Heterotrimeric G proteins play key roles in cellular processes. Although phenotypic analyses of Gβ (AGB1) mutants have implicated G proteins in abscisic acid (ABA) signaling, the AGB1-mediated modules for ABA signaling remain unclear. We found that an AGB1 portion was localized to nucleus where it interacted with ABA-activated VirE2-interacting protein 1 (VIP1) and mitogen-activated protein kinase 3 (MPK3). AGB1 acts as an upstream negative regulator of VIP1 activity by initiating responses to ABA and drought stress treatment, and VIP1 regulates the ABA signaling pathway in an MPK3-dependent manner in Arabidopsis.
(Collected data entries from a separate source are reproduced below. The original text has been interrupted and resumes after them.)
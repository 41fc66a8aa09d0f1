use std::collections::{BTreeMap, BTreeSet};
use std::fmt;

use serde::{Deserialize, Serialize};

// ---------------------------------------------------------------------------
// Fixed vocabularies
// ---------------------------------------------------------------------------

/// Oldest model year a filter can express.
pub const MIN_YEAR: i32 = 1950;
/// Newest model year a filter can express.
pub const MAX_YEAR: i32 = 2030;

pub const CONDITIONS: [&str; 3] = ["Brand New", "Used", "Reconditioned"];
pub const TRANSMISSIONS: [&str; 2] = ["Automatic", "Manual"];
pub const FUEL_TYPES: [&str; 4] = ["Petrol", "Diesel", "Hybrid", "Electric"];

pub const DISTRICTS: [&str; 25] = [
    "Ampara",
    "Anuradhapura",
    "Badulla",
    "Batticaloa",
    "Colombo",
    "Galle",
    "Gampaha",
    "Hambantota",
    "Jaffna",
    "Kalutara",
    "Kandy",
    "Kegalle",
    "Kilinochchi",
    "Kurunegala",
    "Mannar",
    "Matale",
    "Matara",
    "Monaragala",
    "Mullaitivu",
    "Nuwara Eliya",
    "Polonnaruwa",
    "Puttalam",
    "Ratnapura",
    "Trincomalee",
    "Vavuniya",
];

// ---------------------------------------------------------------------------
// PriceRange – fixed price bucket catalog
// ---------------------------------------------------------------------------

/// A labelled, inclusive price bucket in rupees.
#[derive(Debug, Clone, Copy, PartialEq)]
pub struct PriceRange {
    pub label: &'static str,
    pub min: f64,
    pub max: f64,
}

impl PriceRange {
    /// Inclusive on both ends.
    pub fn contains(&self, price: f64) -> bool {
        self.min <= price && price <= self.max
    }
}

pub const PRICE_RANGES: [PriceRange; 6] = [
    PriceRange { label: "Under Rs. 1M", min: 0.0, max: 1_000_000.0 },
    PriceRange { label: "Rs. 1M - 2.5M", min: 1_000_000.0, max: 2_500_000.0 },
    PriceRange { label: "Rs. 2.5M - 5M", min: 2_500_000.0, max: 5_000_000.0 },
    PriceRange { label: "Rs. 5M - 10M", min: 5_000_000.0, max: 10_000_000.0 },
    PriceRange { label: "Rs. 10M - 20M", min: 10_000_000.0, max: 20_000_000.0 },
    PriceRange { label: "Above Rs. 20M", min: 20_000_000.0, max: f64::MAX },
];

/// Exact label lookup. `None` for anything not in the catalog.
pub fn find_price_range(label: &str) -> Option<&'static PriceRange> {
    PRICE_RANGES.iter().find(|r| r.label == label)
}

/// Card-style price text: `Rs. 1.25M` or `Rs. 850k`.
pub fn format_price(price: f64) -> String {
    if price >= 1_000_000.0 {
        format!("Rs. {:.2}M", price / 1_000_000.0)
    } else {
        format!("Rs. {:.0}k", price / 1_000.0)
    }
}

/// Split a `"City, District"` location. Without a comma the whole string is
/// used for both parts.
pub fn split_location(location: &str) -> (String, String) {
    let location = location.trim();
    match location.split_once(',') {
        Some((city, district)) if !district.trim().is_empty() => {
            (city.trim().to_string(), district.trim().to_string())
        }
        Some((city, _)) => (city.trim().to_string(), city.trim().to_string()),
        None => (location.to_string(), location.to_string()),
    }
}

// ---------------------------------------------------------------------------
// Listing – one vehicle advertisement
// ---------------------------------------------------------------------------

/// A vehicle listing as materialised by the data layer. Read-only input to
/// the filter core.
#[derive(Debug, Clone, PartialEq, Serialize, Deserialize)]
#[serde(rename_all = "camelCase")]
pub struct Listing {
    pub id: String,
    #[serde(default)]
    pub title: String,
    pub make: String,
    pub model: String,
    /// Form type label (`"SUV/Jeep"`) or taxonomy key (`"SUVs"`).
    #[serde(rename = "type", alias = "category")]
    pub listing_type: String,
    #[serde(default)]
    pub condition: String,
    #[serde(default)]
    pub transmission: String,
    #[serde(default, alias = "fuel_type")]
    pub fuel_type: String,
    #[serde(default)]
    pub district: String,
    #[serde(default)]
    pub city: String,
    pub price: f64,
    pub year: i32,
    /// Odometer reading in km.
    #[serde(default)]
    pub mileage: u64,
    #[serde(default)]
    pub images: Vec<String>,
    #[serde(default, alias = "seller_name")]
    pub seller_name: String,
    #[serde(default, alias = "created_at")]
    pub posted_date: String,
}

impl Listing {
    /// Display title, falling back to `"year make model"`.
    pub fn display_title(&self) -> String {
        if self.title.trim().is_empty() {
            format!("{} {} {}", self.year, self.make, self.model)
        } else {
            self.title.clone()
        }
    }

    pub fn facet(&self, facet: Facet) -> &str {
        match facet {
            Facet::Make => &self.make,
            Facet::Type => &self.listing_type,
            Facet::Condition => &self.condition,
            Facet::Transmission => &self.transmission,
            Facet::FuelType => &self.fuel_type,
            Facet::District => &self.district,
        }
    }
}

// ---------------------------------------------------------------------------
// Facet – categorical listing attributes
// ---------------------------------------------------------------------------

/// Categorical listing columns used for filter widgets and colouring.
#[derive(Debug, Clone, Copy, PartialEq, Eq, PartialOrd, Ord, Hash)]
pub enum Facet {
    Make,
    Type,
    Condition,
    Transmission,
    FuelType,
    District,
}

impl Facet {
    pub const ALL: [Facet; 6] = [
        Facet::Make,
        Facet::Type,
        Facet::Condition,
        Facet::Transmission,
        Facet::FuelType,
        Facet::District,
    ];
}

impl fmt::Display for Facet {
    fn fmt(&self, f: &mut fmt::Formatter<'_>) -> fmt::Result {
        let name = match self {
            Facet::Make => "Make",
            Facet::Type => "Type",
            Facet::Condition => "Condition",
            Facet::Transmission => "Transmission",
            Facet::FuelType => "Fuel type",
            Facet::District => "District",
        };
        f.write_str(name)
    }
}

// ---------------------------------------------------------------------------
// Filter – composite user constraints
// ---------------------------------------------------------------------------

/// The filter form. An empty string means "no constraint on this field";
/// the year bounds always participate.
#[derive(Debug, Clone, PartialEq, Eq)]
pub struct Filter {
    pub model: String,
    pub make: String,
    pub listing_type: String,
    pub condition: String,
    pub price_range: String,
    pub district: String,
    pub year_min: i32,
    pub year_max: i32,
    pub transmission: String,
    pub fuel_type: String,
}

impl Default for Filter {
    fn default() -> Self {
        Self {
            model: String::new(),
            make: String::new(),
            listing_type: String::new(),
            condition: String::new(),
            price_range: String::new(),
            district: String::new(),
            year_min: MIN_YEAR,
            year_max: MAX_YEAR,
            transmission: String::new(),
            fuel_type: String::new(),
        }
    }
}

// ---------------------------------------------------------------------------
// ListingCollection – the loaded listing set
// ---------------------------------------------------------------------------

/// All loaded listings with pre-computed facet values.
#[derive(Debug, Clone, Default)]
pub struct ListingCollection {
    pub listings: Vec<Listing>,
    /// For each facet the sorted set of non-empty values.
    pub unique_values: BTreeMap<Facet, BTreeSet<String>>,
}

impl ListingCollection {
    pub fn from_listings(listings: Vec<Listing>) -> Self {
        let mut unique_values: BTreeMap<Facet, BTreeSet<String>> = BTreeMap::new();
        for listing in &listings {
            for facet in Facet::ALL {
                let value = listing.facet(facet);
                if !value.is_empty() {
                    unique_values
                        .entry(facet)
                        .or_default()
                        .insert(value.to_string());
                }
            }
        }
        ListingCollection {
            listings,
            unique_values,
        }
    }

    pub fn len(&self) -> usize {
        self.listings.len()
    }

    pub fn is_empty(&self) -> bool {
        self.listings.is_empty()
    }

    pub fn values(&self, facet: Facet) -> impl Iterator<Item = &str> + '_ {
        self.unique_values
            .get(&facet)
            .into_iter()
            .flat_map(|set| set.iter().map(String::as_str))
    }
}

#[cfg(test)]
pub(crate) mod fixtures {
    use super::Listing;

    pub fn listing(id: &str, make: &str, model: &str, listing_type: &str, price: f64, year: i32) -> Listing {
        Listing {
            id: id.to_string(),
            title: String::new(),
            make: make.to_string(),
            model: model.to_string(),
            listing_type: listing_type.to_string(),
            condition: "Used".to_string(),
            transmission: "Automatic".to_string(),
            fuel_type: "Petrol".to_string(),
            district: "Colombo".to_string(),
            city: "Nugegoda".to_string(),
            price,
            year,
            mileage: 50_000,
            images: Vec::new(),
            seller_name: String::new(),
            posted_date: String::new(),
        }
    }
}

#[cfg(test)]
mod tests {
    use super::fixtures::listing;
    use super::*;

    #[test]
    fn test_price_range_lookup_is_exact() {
        let range = find_price_range("Rs. 2.5M - 5M").expect("catalog label");
        assert_eq!(range.min, 2_500_000.0);
        assert!(find_price_range("rs. 2.5m - 5m").is_none());
        assert!(find_price_range("NoSuchLabel").is_none());
        assert!(find_price_range("").is_none());
    }

    #[test]
    fn test_price_range_bounds_are_inclusive() {
        let range = find_price_range("Rs. 1M - 2.5M").unwrap();
        assert!(range.contains(1_000_000.0));
        assert!(range.contains(2_500_000.0));
        assert!(!range.contains(999_999.0));
        assert!(!range.contains(2_500_001.0));
    }

    #[test]
    fn test_format_price() {
        assert_eq!(format_price(1_250_000.0), "Rs. 1.25M");
        assert_eq!(format_price(850_000.0), "Rs. 850k");
        assert_eq!(format_price(1_000_000.0), "Rs. 1.00M");
    }

    #[test]
    fn test_split_location() {
        assert_eq!(
            split_location("Nugegoda, Colombo"),
            ("Nugegoda".to_string(), "Colombo".to_string())
        );
        assert_eq!(split_location("Kandy"), ("Kandy".to_string(), "Kandy".to_string()));
        assert_eq!(split_location("Galle, "), ("Galle".to_string(), "Galle".to_string()));
    }

    #[test]
    fn test_listing_accepts_database_field_names() {
        let json = r#"{
            "id": "a1", "make": "Toyota", "model": "Aqua", "category": "Cars",
            "fuel_type": "Hybrid", "price": 6500000, "year": 2015,
            "created_at": "2025-01-02"
        }"#;
        let parsed: Listing = serde_json::from_str(json).unwrap();
        assert_eq!(parsed.listing_type, "Cars");
        assert_eq!(parsed.fuel_type, "Hybrid");
        assert_eq!(parsed.posted_date, "2025-01-02");
        assert_eq!(parsed.display_title(), "2015 Toyota Aqua");
    }

    #[test]
    fn test_collection_indexes_facets() {
        let mut van = listing("2", "Nissan", "Caravan", "Van", 4_000_000.0, 2012);
        van.district = String::new();
        let collection = ListingCollection::from_listings(vec![
            listing("1", "Toyota", "Axio", "Car", 5_000_000.0, 2014),
            van,
            listing("3", "Toyota", "Hilux", "Pickup/Double Cab", 9_000_000.0, 2018),
        ]);

        assert_eq!(collection.len(), 3);
        assert_eq!(collection.values(Facet::Make).collect::<Vec<_>>(), ["Nissan", "Toyota"]);
        assert_eq!(collection.values(Facet::District).collect::<Vec<_>>(), ["Colombo"]);
        assert_eq!(
            collection.values(Facet::Type).collect::<Vec<_>>(),
            ["Car", "Pickup/Double Cab", "Van"]
        );
    }

    #[test]
    fn test_default_filter_spans_supported_years() {
        let filter = Filter::default();
        assert_eq!((filter.year_min, filter.year_max), (MIN_YEAR, MAX_YEAR));
        assert!(filter.model.is_empty() && filter.price_range.is_empty());
    }
}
AGB1 outcompeted VIP1 for interaction with MPK3 C-terminus and prevented VIP1 phosphorylation by MPK3. Importantly, ABA treatment reduced AGB1 expression in the wild-type but increased it in vip1 and mpk3 mutants. VIP1 is associated with ABA response elements present in the AGB1 promoter, thus forming a negative feedback regulatory loop. Thus, our study defines a new mechanism for fine-tuning ABA signaling through the interplay between AGB1 and MPK3-VIP1. Furthermore, it suggests a common G protein strategy to receive and transduce signals from the external environments.